The Art of Recounting Eco-Art

Deduction.

The outdoor eco-art effect is inimitable, the ultimate in theatre, a modest acceptance of nature's place in the creative process. The backdrop, be it in the city, a public space, a park, or the wilderness is effectively changing by the minute as the light, atmosphere, sound around us changes and generates a heightened sense of connectedness to the culture of nature because our own bodies are sensing all that change. Everything that surrounds us — plastic, wood, cement, glass, etc. — is nature transformed, in its original state or in the process of returning to nature.
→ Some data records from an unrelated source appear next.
//! HTTP handlers for the resource endpoints
//!
//! - [`resource`]: list/create/update/delete shared by every resource
//! - [`translate`]: store failures to [`ApiError`]s
//! - [`error`]: the [`ApiError`] taxonomy and its JSON rendering
//! - [`response`]: success bodies

pub mod error;
pub mod resource;
pub mod response;
pub mod translate;

pub use error::{ApiError, ApiErrorKind, ApiOperation, ErrorBody, SANITIZED_MESSAGE};
pub use response::{Created, Inserted, Message};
Nature is the art of which we are a part !
Induction.
The most radical forms of this kind of eco-art without walls are unsigned, undated and ephemeral, enacted in public or unclaimed transitional sites. A tree planter as well as an artist, Doug Buis' anonymous plantings of seedlings in Montreal which continue to grow imperceptibly are an example of how subtle an artist's interventions can be … but I have also seen an inukshuk on the highway 401 near Hamilton, Ontario on top of a hill, a beautiful sculpture of a dancer made of toilet paper and wire on rue Clark in Montreal that was washed away by the rain within a few days, a habitation on rue St. Denis built by an artist out of discarded wood and posters that was intermittently occupied by street people before it was torn down.
John K. Grande ""Eco-art Revisited" Intertwining: Landscape, Technology, Issues, Artists.